# Prompt
What must be returned is the number of lines in the records holding the word "struct", with no other text.

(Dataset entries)
- - -

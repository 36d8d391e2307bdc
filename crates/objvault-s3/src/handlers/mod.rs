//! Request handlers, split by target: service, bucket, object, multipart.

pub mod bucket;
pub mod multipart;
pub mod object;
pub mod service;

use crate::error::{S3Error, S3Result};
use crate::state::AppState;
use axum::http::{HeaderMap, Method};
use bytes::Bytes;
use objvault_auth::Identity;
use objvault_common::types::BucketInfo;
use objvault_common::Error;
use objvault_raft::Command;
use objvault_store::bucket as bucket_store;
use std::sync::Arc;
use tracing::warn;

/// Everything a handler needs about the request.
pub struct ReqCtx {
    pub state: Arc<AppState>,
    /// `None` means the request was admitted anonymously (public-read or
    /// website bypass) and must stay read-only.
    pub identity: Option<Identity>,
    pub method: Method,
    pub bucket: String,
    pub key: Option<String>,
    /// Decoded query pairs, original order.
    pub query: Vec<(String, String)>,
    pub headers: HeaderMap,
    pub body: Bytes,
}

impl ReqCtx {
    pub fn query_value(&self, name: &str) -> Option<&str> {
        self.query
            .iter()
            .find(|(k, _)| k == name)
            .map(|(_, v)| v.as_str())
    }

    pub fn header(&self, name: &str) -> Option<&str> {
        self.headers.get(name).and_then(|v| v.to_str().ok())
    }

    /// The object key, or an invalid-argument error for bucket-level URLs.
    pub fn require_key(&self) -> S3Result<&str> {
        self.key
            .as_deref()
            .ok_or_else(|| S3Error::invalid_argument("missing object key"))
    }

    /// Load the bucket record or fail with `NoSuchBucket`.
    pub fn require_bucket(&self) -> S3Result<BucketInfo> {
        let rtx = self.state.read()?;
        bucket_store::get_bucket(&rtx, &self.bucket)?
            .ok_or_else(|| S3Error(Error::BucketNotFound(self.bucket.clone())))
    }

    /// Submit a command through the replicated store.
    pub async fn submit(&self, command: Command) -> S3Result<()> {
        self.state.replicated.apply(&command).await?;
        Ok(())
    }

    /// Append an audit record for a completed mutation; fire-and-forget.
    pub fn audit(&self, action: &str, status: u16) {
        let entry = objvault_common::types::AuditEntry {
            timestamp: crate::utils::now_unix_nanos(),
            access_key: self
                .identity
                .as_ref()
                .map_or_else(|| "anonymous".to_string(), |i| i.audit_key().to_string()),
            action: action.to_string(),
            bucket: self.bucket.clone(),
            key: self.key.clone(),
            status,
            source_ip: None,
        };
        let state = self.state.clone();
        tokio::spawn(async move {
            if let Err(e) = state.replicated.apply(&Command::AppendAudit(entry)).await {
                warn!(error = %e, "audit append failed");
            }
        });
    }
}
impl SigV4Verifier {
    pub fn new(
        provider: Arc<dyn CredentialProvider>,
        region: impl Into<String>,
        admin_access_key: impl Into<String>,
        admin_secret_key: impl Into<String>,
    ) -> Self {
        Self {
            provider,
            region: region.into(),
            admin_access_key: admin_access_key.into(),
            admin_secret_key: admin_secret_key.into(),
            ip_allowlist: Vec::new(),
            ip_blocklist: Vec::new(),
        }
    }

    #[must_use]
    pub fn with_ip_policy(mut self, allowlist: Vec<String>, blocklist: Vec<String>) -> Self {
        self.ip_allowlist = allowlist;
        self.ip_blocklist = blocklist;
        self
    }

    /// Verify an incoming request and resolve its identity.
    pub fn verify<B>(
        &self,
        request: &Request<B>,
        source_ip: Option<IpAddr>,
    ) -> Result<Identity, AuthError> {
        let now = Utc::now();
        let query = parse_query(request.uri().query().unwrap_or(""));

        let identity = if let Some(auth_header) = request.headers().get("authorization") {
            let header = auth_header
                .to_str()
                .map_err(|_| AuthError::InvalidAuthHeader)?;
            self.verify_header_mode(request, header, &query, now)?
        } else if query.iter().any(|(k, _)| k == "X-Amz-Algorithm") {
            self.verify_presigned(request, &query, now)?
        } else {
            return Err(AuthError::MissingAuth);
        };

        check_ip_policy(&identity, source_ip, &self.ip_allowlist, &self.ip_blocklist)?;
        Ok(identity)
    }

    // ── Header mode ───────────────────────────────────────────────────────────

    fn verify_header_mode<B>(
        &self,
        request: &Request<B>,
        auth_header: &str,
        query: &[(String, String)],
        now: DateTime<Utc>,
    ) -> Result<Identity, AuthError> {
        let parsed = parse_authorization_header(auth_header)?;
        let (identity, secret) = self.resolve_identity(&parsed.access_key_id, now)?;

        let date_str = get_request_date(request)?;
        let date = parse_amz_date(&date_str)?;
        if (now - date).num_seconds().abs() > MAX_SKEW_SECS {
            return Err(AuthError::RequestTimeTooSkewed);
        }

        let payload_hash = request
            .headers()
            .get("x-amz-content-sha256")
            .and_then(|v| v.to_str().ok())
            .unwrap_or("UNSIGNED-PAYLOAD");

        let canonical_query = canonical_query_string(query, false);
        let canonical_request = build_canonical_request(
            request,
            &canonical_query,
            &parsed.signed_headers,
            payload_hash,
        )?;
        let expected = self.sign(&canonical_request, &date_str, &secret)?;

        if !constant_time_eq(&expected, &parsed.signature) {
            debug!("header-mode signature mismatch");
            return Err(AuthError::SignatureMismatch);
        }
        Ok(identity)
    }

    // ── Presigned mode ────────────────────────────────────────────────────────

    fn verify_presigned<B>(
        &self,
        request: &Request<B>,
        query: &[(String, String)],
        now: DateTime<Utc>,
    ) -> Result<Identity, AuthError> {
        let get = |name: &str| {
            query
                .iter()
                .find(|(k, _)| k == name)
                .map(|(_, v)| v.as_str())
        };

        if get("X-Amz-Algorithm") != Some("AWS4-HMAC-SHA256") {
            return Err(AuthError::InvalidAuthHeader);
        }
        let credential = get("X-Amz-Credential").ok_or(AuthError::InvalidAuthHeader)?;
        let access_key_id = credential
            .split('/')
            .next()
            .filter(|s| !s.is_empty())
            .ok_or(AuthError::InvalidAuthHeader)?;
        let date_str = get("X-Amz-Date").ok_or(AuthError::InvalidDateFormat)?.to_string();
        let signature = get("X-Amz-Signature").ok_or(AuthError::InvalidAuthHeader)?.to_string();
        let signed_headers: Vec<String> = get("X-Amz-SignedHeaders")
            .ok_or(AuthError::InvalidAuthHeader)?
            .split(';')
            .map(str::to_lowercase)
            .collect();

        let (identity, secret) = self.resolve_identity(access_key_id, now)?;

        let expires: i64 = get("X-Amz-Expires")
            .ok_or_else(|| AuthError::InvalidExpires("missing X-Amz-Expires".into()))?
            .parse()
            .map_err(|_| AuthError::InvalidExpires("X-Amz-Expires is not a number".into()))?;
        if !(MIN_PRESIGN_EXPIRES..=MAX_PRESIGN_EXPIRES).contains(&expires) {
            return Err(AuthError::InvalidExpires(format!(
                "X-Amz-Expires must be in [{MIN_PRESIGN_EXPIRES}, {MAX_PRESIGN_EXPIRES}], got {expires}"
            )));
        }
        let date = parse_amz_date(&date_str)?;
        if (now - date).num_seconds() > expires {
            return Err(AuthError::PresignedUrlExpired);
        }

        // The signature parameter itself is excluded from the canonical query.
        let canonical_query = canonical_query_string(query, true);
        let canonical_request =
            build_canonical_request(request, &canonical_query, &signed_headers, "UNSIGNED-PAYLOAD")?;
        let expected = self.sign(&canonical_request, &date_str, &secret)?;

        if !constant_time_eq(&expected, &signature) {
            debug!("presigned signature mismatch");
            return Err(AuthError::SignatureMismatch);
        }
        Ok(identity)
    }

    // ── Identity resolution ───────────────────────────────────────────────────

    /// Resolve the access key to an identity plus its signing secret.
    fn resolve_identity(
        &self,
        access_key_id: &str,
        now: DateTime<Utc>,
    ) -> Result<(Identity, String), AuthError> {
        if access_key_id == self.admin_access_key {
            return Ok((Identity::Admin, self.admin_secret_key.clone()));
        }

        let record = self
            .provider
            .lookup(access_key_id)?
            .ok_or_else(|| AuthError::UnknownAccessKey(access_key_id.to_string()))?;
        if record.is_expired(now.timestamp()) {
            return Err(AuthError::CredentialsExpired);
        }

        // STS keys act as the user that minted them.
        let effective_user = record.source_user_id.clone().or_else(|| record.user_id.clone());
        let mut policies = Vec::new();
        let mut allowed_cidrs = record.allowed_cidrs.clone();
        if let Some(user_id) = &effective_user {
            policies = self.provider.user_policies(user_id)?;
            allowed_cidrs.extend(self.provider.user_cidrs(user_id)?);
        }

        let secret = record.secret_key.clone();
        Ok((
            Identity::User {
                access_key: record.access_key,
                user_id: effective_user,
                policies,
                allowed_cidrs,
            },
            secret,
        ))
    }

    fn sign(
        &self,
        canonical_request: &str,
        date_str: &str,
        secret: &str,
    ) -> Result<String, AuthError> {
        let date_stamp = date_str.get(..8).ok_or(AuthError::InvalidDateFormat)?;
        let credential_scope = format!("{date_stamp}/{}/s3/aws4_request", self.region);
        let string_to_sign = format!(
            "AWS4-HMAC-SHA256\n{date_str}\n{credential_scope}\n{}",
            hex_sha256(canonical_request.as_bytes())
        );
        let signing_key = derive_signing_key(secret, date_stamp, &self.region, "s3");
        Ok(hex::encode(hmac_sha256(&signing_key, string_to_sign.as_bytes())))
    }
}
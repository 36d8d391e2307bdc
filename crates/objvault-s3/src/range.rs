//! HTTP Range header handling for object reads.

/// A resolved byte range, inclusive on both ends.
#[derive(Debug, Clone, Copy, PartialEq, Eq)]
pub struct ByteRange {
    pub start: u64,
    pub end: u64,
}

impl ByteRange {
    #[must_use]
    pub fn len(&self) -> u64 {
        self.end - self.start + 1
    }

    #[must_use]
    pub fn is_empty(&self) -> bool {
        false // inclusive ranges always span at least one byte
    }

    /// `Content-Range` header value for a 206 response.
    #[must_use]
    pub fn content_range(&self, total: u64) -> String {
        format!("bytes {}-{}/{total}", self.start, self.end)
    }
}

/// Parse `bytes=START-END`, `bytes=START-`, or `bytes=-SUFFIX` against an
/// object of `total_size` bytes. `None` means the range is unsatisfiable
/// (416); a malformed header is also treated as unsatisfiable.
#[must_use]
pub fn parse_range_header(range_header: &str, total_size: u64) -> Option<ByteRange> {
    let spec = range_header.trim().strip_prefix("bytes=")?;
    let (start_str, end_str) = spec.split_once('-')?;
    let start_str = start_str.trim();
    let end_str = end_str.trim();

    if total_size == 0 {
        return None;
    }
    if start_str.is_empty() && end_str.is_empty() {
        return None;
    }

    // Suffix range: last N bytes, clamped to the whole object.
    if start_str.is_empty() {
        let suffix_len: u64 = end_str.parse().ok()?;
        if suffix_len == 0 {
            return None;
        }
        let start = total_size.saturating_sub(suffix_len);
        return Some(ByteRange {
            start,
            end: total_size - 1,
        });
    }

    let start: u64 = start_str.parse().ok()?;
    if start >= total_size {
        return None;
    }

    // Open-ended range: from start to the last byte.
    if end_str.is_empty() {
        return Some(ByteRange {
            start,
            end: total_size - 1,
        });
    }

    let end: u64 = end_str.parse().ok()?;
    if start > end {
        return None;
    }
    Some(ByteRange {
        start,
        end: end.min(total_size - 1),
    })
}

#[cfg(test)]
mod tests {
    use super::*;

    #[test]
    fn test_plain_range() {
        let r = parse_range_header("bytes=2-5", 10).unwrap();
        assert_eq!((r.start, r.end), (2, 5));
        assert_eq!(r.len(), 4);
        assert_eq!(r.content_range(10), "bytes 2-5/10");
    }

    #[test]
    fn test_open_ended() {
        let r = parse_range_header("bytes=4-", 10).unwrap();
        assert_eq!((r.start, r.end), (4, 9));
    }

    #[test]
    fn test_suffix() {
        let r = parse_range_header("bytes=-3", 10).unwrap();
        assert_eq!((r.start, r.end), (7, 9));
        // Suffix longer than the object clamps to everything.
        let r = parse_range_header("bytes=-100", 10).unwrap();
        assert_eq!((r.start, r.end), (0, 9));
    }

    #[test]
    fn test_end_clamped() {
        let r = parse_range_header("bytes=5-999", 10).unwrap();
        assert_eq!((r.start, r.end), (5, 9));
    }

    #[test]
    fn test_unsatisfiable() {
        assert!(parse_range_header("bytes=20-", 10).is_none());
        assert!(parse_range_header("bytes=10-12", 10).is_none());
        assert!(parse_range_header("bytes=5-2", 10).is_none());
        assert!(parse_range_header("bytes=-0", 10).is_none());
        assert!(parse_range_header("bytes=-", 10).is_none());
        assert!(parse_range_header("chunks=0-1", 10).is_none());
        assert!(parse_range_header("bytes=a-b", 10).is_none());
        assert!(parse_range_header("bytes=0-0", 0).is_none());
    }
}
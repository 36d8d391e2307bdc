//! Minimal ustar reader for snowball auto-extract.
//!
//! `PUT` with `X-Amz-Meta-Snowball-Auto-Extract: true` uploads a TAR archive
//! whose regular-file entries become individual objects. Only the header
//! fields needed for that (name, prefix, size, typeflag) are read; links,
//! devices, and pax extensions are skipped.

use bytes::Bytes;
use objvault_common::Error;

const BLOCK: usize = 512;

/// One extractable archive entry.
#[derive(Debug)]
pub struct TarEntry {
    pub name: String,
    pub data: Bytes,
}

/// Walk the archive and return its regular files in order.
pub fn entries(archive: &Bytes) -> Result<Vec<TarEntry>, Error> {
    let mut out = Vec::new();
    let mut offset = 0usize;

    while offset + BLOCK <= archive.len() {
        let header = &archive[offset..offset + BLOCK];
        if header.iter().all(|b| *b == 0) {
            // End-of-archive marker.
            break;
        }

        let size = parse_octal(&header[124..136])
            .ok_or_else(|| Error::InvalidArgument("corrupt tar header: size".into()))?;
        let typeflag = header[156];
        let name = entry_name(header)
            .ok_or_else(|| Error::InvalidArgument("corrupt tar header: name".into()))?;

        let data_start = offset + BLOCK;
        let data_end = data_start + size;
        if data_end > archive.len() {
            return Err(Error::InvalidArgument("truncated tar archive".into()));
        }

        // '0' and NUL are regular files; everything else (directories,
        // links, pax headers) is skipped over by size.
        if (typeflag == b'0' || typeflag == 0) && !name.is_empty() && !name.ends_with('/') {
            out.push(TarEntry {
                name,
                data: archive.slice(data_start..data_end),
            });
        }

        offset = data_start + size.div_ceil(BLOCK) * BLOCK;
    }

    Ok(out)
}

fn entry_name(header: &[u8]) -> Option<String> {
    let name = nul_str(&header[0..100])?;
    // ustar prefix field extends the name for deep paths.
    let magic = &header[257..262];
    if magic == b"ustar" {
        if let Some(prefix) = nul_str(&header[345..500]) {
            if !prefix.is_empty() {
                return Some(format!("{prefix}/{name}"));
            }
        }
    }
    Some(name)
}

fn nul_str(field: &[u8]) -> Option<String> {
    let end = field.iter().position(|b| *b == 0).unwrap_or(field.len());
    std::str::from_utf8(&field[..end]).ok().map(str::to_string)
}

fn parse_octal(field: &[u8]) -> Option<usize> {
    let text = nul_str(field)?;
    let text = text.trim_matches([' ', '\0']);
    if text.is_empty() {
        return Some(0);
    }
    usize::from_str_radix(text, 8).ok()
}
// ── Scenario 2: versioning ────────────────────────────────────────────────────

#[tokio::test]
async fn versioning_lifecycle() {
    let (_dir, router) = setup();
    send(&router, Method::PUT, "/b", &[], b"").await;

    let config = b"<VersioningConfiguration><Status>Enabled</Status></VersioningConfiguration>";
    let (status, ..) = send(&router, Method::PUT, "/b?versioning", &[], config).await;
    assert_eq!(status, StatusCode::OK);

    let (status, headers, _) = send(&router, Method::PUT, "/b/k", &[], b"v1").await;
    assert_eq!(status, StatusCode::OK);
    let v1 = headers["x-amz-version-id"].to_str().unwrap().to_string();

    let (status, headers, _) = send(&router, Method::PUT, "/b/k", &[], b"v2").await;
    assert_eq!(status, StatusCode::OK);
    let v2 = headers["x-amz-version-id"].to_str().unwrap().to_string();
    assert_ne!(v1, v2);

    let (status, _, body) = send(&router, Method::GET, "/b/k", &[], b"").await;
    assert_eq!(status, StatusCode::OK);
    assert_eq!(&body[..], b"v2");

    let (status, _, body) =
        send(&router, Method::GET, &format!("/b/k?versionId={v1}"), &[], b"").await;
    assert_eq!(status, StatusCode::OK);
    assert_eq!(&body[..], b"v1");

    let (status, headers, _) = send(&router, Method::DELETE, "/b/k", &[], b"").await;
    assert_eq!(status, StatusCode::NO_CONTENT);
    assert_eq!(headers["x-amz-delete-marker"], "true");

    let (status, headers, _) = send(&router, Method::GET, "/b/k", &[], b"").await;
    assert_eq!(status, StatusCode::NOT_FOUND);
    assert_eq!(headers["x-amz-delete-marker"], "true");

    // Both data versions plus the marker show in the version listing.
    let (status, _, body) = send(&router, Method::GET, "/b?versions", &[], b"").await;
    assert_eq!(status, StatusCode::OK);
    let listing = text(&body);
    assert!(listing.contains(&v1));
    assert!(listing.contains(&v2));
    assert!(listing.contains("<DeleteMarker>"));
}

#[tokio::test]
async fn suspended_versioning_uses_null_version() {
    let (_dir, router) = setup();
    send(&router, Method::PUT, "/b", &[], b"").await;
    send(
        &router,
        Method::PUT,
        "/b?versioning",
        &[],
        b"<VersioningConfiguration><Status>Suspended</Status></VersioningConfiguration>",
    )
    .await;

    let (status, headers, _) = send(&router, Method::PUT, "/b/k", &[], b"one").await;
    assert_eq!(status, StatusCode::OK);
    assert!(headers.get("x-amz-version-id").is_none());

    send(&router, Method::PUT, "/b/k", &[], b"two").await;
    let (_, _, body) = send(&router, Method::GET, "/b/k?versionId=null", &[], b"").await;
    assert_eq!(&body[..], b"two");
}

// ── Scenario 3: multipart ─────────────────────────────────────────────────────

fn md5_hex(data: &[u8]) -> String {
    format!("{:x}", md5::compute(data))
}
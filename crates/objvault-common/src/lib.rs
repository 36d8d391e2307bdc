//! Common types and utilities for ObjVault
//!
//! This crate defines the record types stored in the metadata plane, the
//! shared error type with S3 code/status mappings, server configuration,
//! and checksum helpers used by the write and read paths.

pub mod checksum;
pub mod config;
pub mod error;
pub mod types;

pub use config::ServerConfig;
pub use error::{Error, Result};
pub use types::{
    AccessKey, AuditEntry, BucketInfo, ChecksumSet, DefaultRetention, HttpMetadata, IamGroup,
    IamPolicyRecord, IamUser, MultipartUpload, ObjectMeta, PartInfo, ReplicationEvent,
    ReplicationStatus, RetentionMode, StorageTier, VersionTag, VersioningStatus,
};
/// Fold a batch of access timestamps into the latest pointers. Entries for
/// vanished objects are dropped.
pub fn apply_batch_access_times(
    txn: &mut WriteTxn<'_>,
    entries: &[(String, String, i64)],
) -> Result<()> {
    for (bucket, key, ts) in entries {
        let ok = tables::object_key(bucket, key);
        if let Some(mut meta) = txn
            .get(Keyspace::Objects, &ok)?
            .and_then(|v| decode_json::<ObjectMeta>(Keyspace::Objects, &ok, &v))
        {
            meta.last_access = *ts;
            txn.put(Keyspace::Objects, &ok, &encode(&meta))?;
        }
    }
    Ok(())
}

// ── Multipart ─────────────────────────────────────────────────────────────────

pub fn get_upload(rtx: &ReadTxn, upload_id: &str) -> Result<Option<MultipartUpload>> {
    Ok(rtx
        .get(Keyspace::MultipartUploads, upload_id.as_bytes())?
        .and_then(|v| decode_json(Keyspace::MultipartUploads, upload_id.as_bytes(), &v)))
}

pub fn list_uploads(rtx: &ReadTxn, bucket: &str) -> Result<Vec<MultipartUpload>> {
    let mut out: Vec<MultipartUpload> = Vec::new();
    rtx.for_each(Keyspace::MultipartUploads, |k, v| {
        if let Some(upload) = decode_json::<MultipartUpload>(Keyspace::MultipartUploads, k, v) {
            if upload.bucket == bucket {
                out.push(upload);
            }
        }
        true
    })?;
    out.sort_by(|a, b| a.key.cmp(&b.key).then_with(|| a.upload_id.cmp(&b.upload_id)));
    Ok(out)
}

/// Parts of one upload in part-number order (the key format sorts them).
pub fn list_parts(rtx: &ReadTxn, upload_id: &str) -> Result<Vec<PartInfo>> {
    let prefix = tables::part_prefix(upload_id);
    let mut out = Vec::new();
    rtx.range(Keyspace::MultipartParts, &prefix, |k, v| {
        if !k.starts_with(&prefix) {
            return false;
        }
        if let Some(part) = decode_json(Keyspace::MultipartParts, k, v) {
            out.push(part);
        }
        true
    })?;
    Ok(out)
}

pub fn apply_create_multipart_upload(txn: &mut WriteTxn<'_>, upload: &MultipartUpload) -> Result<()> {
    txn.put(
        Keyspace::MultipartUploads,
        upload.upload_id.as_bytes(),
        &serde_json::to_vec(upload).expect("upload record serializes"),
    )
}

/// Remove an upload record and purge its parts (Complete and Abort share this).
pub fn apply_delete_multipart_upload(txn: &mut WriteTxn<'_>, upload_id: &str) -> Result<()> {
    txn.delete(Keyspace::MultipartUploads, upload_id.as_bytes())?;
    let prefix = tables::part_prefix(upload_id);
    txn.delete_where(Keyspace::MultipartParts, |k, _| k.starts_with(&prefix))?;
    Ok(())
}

- - -

# Exercise answer
3